Retrieval Augmented Generation (RAG) v/s Long-Context (LC) reasoning tradeoffs in Transformer based Language Models

Retrieval Augmented Generation (RAG) v/s Long-Context (LC) reasoning tradeoffs in Transformer based Language Models

NOTE - In this article, I will share my personal views on both these approaches, leveraging insights from recent research papers and my own experience of building Gen-AI products such as apnaAI and POCs.

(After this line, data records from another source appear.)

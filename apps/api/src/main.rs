use std::net::SocketAddr;
use std::sync::Arc;
use dotenv::dotenv;
use tokio::net::TcpListener;
use tower_http::cors::{CorsLayer, Any};
use tower_http::trace::{self, TraceLayer};
use tracing::{Level, info};
use tracing_subscriber::{layer::SubscriberExt, util::SubscriberInitExt};

mod router;

use scheduling_cell::services::SchedulingState;
use shared_config::AppConfig;

#[tokio::main]
async fn main() {
    // Loading Env Vars
    dotenv().ok();

    // Initialize tracing
    tracing_subscriber::registry()
        .with(tracing_subscriber::EnvFilter::new(
            std::env::var("RUST_LOG").unwrap_or_else(|_| "info,tower_http=debug".into()),
        ))
        .with(tracing_subscriber::fmt::layer())
        .init();

    info!("Starting clinic scheduling API server");

    // Load configuration
    let config = AppConfig::from_env();

    // Set up CORS
    let cors = CorsLayer::new()
        .allow_origin(Any)
        .allow_methods(Any)
        .allow_headers(Any);

    // Create shared state
    let state = Arc::new(SchedulingState::new(&config));

    // Build the application router
    let app = router::create_router(state)
        .layer(
            TraceLayer::new_for_http()
                .make_span_with(trace::DefaultMakeSpan::new()
                    .level(Level::INFO))
                .on_response(trace::DefaultOnResponse::new()
                    .level(Level::INFO)),
        )
        .layer(cors);

    // Run the server
    let addr = SocketAddr::from(([0, 0, 0, 0], 3000));
    info!("Listening on {}", addr);

    let listener = TcpListener::bind(addr).await.unwrap();
    axum::serve(listener, app)
        .await
        .unwrap();
}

For the context of this article:

  • RAG based reasoning: Pass a subset (chunk) of a document to the language model for reasoning, like one or more sentences or paragraphs that are semantically similar to the input query
  • LC based reasoning: Pass a much longer context to a LLM, which can be the full source document or set of documents. The term "long-context" (LC) has become more prominent with the development of models like GPT-4 and Gemini-1.5, which can directly process a significantly higher number of tokens (e.g., up to 1 million tokens), thereby questioning the need for sophisticated RAGs.

Introduction

RAG, specifically vector-based RAG (vRAG), is a method where the system retrieves data chunks semantically related to the query using techniques like cosine similarity or Euclidean distance. This approach allows language models (SLMs or LLMs) to generate responses based on relevant data retrieved dynamically, reducing the need to process large contexts directly. On the other hand, long context (LC) LLMs like GPT-4 or Gemini 1.5 pro or Llama3.1-70B can process vast text sequences by incorporating everything into their input token. The size of the model supports it's ability to filter out distractions from such long contexts and align the reasoning with the context of the query prompt.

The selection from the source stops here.